_EXERCISE OBJECTIVE_
Tally the lines below that contain the word "ResidualSearch", then give the tally and nothing more.

_GIVEN ENTRIES_

-- Opening Marker --

// Cadenza
// Copyright (c) 2019-2024 The Project Cadenza Developers.
//
// This Source Code Form is subject to the terms of the Mozilla Public
// License, v. 2.0. If a copy of the MPL was not distributed with this
// file, You can obtain one at https://mozilla.org/MPL/2.0/.

use cadenza_core::checksum::Crc16Ansi;
use cadenza_core::io::{BitWriterLtr, Monitor};

use log::trace;

use crate::fixed::{best_fixed_order, MAX_FIXED_ORDER};
use crate::frame::*;
use crate::residual::ResidualSearch;
use crate::subframe::{encode_subframe, SubFrame, SubFrameSearch};
use crate::window::Apodization;

/// The encoding parameters shared by every frame of a stream.
#[derive(Clone, Debug)]
pub struct FrameParams {
    pub sample_rate: u32,
    pub bits_per_sample: u32,
    pub do_mid_side_stereo: bool,
    /// Re-evaluate the stereo decorrelation only every `stereo_period` frames.
    pub loose_mid_side_stereo: bool,
    pub stereo_period: u32,
    pub max_lpc_order: u32,
    pub qlp_coeff_precision: u32,
    pub do_qlp_coeff_prec_search: bool,
    pub do_exhaustive_model_search: bool,
    pub residual: ResidualSearch,
}

/// Gets the number of frames between stereo decorrelation decisions in loose mode. This is roughly
/// 0.4 seconds worth of frames.
pub fn loose_stereo_period(sample_rate: u32, block_len: u32) -> u32 {
    let period = (f64::from(sample_rate) * 0.4 / f64::from(block_len)).round();
    (period as u32).max(1)
}

/// A stereo pair of signals, and the channel assignment it codes.
const STEREO_PAIRS: [(ChannelAssignment, usize, usize); 4] = [
    (ChannelAssignment::Independent(2), LEFT, RIGHT),
    (ChannelAssignment::LeftSide, LEFT, SIDE),
    (ChannelAssignment::RightSide, SIDE, RIGHT),
    (ChannelAssignment::MidSide, MID, SIDE),
];

const LEFT: usize = 0;
const RIGHT: usize = 1;
const MID: usize = 2;
const SIDE: usize = 3;

/// `FrameEncoder` encodes blocks of planar audio into frames.
pub struct FrameEncoder {
    params: FrameParams,
    apodizations: Vec<Apodization>,
    /// Windows for blocks of `window_len` samples.
    windows: Vec<Vec<f64>>,
    window_len: usize,
    /// The signals of a stereo block: left, right, mid, and side.
    stereo: [Vec<i64>; 4],
    /// The last stereo decision, and the number of frames it has been reused for.
    last_assignment: Option<ChannelAssignment>,
    frames_since_decision: u32,
}

impl FrameEncoder {
    pub fn new(params: FrameParams, apodizations: Vec<Apodization>) -> Self {
        FrameEncoder {
            params,
            apodizations,
            windows: Vec::new(),
            window_len: 0,
            stereo: Default::default(),
            last_assignment: None,
            frames_since_decision: 0,
        }
    }

    /// Generates the windows for a block of `n` samples, unless already generated.
    fn prepare_windows(&mut self, n: usize) {
        if self.params.max_lpc_order == 0 || self.window_len == n {
            return;
        }

        self.windows = self
            .apodizations
            .iter()
            .map(|apodization| {
                let mut window = vec![0.0; n];
                apodization.generate(&mut window);
                window
            })
            .collect();

        self.window_len = n;
    }

    /// Encodes a frame numbered `frame_num` from `channels`, one slice of samples per channel, and
    /// writes it to `writer`. Returns the channel assignment used.
    pub fn encode(
        &mut self,
        frame_num: u32,
        channels: &[&[i32]],
        writer: &mut BitWriterLtr,
    ) -> ChannelAssignment {
        let n = channels.first().map_or(0, |ch| ch.len());
        let bps = self.params.bits_per_sample;

        self.prepare_windows(n);

        let search = SubFrameSearch {
            windows: &self.windows,
            max_lpc_order: self.params.max_lpc_order,
            qlp_coeff_precision: self.params.qlp_coeff_precision,
            do_qlp_coeff_prec_search: self.params.do_qlp_coeff_prec_search,
            do_exhaustive_model_search: self.params.do_exhaustive_model_search,
            residual: self.params.residual,
        };

        let is_stereo = channels.len() == 2 && self.params.do_mid_side_stereo;

        let (channel_assignment, subframes) = if is_stereo {
            for (signal, samples) in self.stereo.iter_mut().zip(channels) {
                signal.clear();
                signal.extend(samples.iter().map(|&s| i64::from(s)));
            }

            let [left, right, mid, side] = &mut self.stereo;

            mid.clear();
            side.clear();

            for (&l, &r) in left.iter().zip(right.iter()) {
                mid.push((l + r) >> 1);
                side.push(l - r);
            }

            // Reuse the previous decision while it is fresh.
            let reuse = match self.last_assignment {
                Some(assignment) if self.params.loose_mid_side_stereo => {
                    if self.frames_since_decision < self.params.stereo_period {
                        Some(assignment)
                    }
                    else {
                        None
                    }
                }
                _ => None,
            };

            let result = match reuse {
                Some(assignment) => {
                    self.frames_since_decision += 1;
                    (assignment, encode_pair(&self.stereo, assignment, bps, &search))
                }
                None => {
                    self.frames_since_decision = 1;

                    if self.params.do_exhaustive_model_search {
                        choose_stereo_exhaustive(&self.stereo, bps, &search)
                    }
                    else {
                        let assignment = choose_stereo_estimate(&self.stereo);
                        (assignment, encode_pair(&self.stereo, assignment, bps, &search))
                    }
                }
            };

            self.last_assignment = Some(result.0);

            result
        }
        else {
            let subframes = channels
                .iter()
                .map(|samples| {
                    let samples: Vec<i64> = samples.iter().map(|&s| i64::from(s)).collect();
                    encode_subframe(&samples, bps, &search)
                })
                .collect::<Vec<_>>();

            (ChannelAssignment::Independent(channels.len() as u32), subframes)
        };

        trace!("frame: num={}, n_samples={}, channels={}", frame_num, n, channel_assignment);

        let header = FrameHeader {
            block_sequence: BlockSequence::ByFrame(frame_num),
            block_num_samples: n as u32,
            channel_assignment,
            bits_per_sample: Some(bps),
            sample_rate: Some(self.params.sample_rate),
            crc8: 0,
        };

        write_frame(writer, &header, &subframes, bps);

        channel_assignment
    }
}

/// Writes a complete frame: header, subframes, padding, and the CRC-16 footer.
pub fn write_frame(writer: &mut BitWriterLtr, header: &FrameHeader, subframes: &[SubFrame], bps: u32) {
    let start = writer.bytes().len();

    header.write(writer);

    let side_bits = header.channel_assignment.side_bits();

    for (ch, subframe) in subframes.iter().enumerate() {
        subframe.write(writer, bps + side_bits.get(ch).copied().unwrap_or(0));
    }

    writer.realign();

    let mut crc16 = Crc16Ansi::new(0);
    crc16.process_buf_bytes(&writer.bytes()[start..]);

    writer.write_bits_leq32(u32::from(crc16.crc()), 16);
}

/// Gets the number of bits per sample of a stereo signal. The side signal needs one more bit.
fn signal_bps(signal: usize, bps: u32) -> u32 {
    if signal == SIDE {
        bps + 1
    }
    else {
        bps
    }
}

fn pair_of(assignment: ChannelAssignment) -> (usize, usize) {
    STEREO_PAIRS
        .iter()
        .find(|(a, _, _)| *a == assignment)
        .map_or((LEFT, RIGHT), |&(_, first, second)| (first, second))
}

fn encode_pair(
    stereo: &[Vec<i64>; 4],
    assignment: ChannelAssignment,
    bps: u32,
    search: &SubFrameSearch<'_>,
) -> Vec<SubFrame> {
    let (first, second) = pair_of(assignment);

    vec![
        encode_subframe(&stereo[first], signal_bps(first, bps), search),
        encode_subframe(&stereo[second], signal_bps(second, bps), search),
    ]
}

/// Encodes all four stereo signals and picks the pair with the smallest coded size.
fn choose_stereo_exhaustive(
    stereo: &[Vec<i64>; 4],
    bps: u32,
    search: &SubFrameSearch<'_>,
) -> (ChannelAssignment, Vec<SubFrame>) {
    let mut subframes: Vec<SubFrame> = stereo
        .iter()
        .enumerate()
        .map(|(signal, samples)| encode_subframe(samples, signal_bps(signal, bps), search))
        .collect();

    let bits: Vec<u64> = subframes
        .iter()
        .enumerate()
        .map(|(signal, subframe)| subframe.bit_len(signal_bps(signal, bps)))
        .collect();

    let (assignment, first, second) = best_pair(&bits);

    trace!("stereo: bits={:?}, choice={}", bits, assignment);

    // Take the second signal first so the first signal's index is unaffected.
    let (lo, hi) = (first.min(second), first.max(second));
    let hi_subframe = subframes.swap_remove(hi);
    let lo_subframe = subframes.swap_remove(lo);

    let pair = if first < second {
        vec![lo_subframe, hi_subframe]
    }
    else {
        vec![hi_subframe, lo_subframe]
    };

    (assignment, pair)
}

/// Estimates the cheapest stereo pair from the fixed predictor residual of each signal.
fn choose_stereo_estimate(stereo: &[Vec<i64>; 4]) -> ChannelAssignment {
    let costs: Vec<u64> = stereo
        .iter()
        .map(|samples| {
            let max_order = MAX_FIXED_ORDER.min(samples.len().saturating_sub(1) as u32);
            best_fixed_order(samples, max_order).1
        })
        .collect();

    let (assignment, _, _) = best_pair(&costs);

    trace!("stereo: costs={:?}, choice={}", costs, assignment);

    assignment
}

/// Picks the pair of signals with the lowest total cost. Ties resolve to the first pair in
/// assignment order.
fn best_pair(costs: &[u64]) -> (ChannelAssignment, usize, usize) {
    let mut best = STEREO_PAIRS[0];
    let mut best_cost = u64::MAX;

    for &(assignment, first, second) in STEREO_PAIRS.iter() {
        let cost = costs[first].saturating_add(costs[second]);

        if cost < best_cost {
            best = (assignment, first, second);
            best_cost = cost;
        }
    }

    best
}

#[cfg(test)]
mod tests {
    use super::*;

    fn params(do_mid_side_stereo: bool, do_exhaustive_model_search: bool) -> FrameParams {
        FrameParams {
            sample_rate: 44100,
            bits_per_sample: 16,
            do_mid_side_stereo,
            loose_mid_side_stereo: false,
            stereo_period: 1,
            max_lpc_order: 8,
            qlp_coeff_precision: 12,
            do_qlp_coeff_prec_search: false,
            do_exhaustive_model_search,
            residual: ResidualSearch {
                min_partition_order: 0,
                max_partition_order: 4,
                rice_param_search_dist: 1,
                do_escape_coding: false,
            },
        }
    }

    #[test]
    fn verify_loose_stereo_period() {
        assert_eq!(loose_stereo_period(44100, 4096), 4);
        assert_eq!(loose_stereo_period(8000, 4608), 1);
        assert_eq!(loose_stereo_period(192000, 1152), 67);
    }

    #[test]
    fn verify_best_pair_ties() {
        // Every pair costs the same: independent wins.
        assert_eq!(best_pair(&[1, 1, 1, 1]).0, ChannelAssignment::Independent(2));
        // Left/side and mid/side cost the same: left/side wins.
        assert_eq!(best_pair(&[1, 9, 9, 0]).0, ChannelAssignment::LeftSide);
        assert_eq!(best_pair(&[9, 1, 9, 0]).0, ChannelAssignment::RightSide);
        assert_eq!(best_pair(&[9, 9, 1, 0]).0, ChannelAssignment::MidSide);
    }

    #[test]
    fn verify_identical_channels_use_side() {
        let signal: Vec<i32> = (0..1024).map(|i| ((i * 37) % 2001) - 1000).collect();

        for exhaustive in [false, true] {
            let mut encoder = FrameEncoder::new(params(true, exhaustive), vec![Apodization::Hann]);
            let mut writer = BitWriterLtr::new();

            // The side signal is silent, so a side assignment is always cheaper than independent.
            let assignment = encoder.encode(0, &[&signal, &signal], &mut writer);
            assert_ne!(assignment, ChannelAssignment::Independent(2));
            assert_ne!(assignment, ChannelAssignment::MidSide);
        }
    }

    #[test]
    fn verify_frame_crc() {
        let signal: Vec<i32> = (0..256).map(|i| (i % 7) * 100).collect();

        let mut encoder = FrameEncoder::new(params(false, false), vec![Apodization::Hann]);
        let mut writer = BitWriterLtr::new();

        let assignment = encoder.encode(3, &[&signal], &mut writer);
        assert_eq!(assignment, ChannelAssignment::Independent(1));

        let bytes = writer.bytes();
        assert_eq!(&bytes[..2], &[0xff, 0xf8]);

        // The checksum of a frame followed by its checksum is 0.
        let mut crc16 = Crc16Ansi::new(0);
        crc16.process_buf_bytes(bytes);
        assert_eq!(crc16.crc(), 0);
    }
}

-- Closing Marker --

_TASK OUTPUT_
3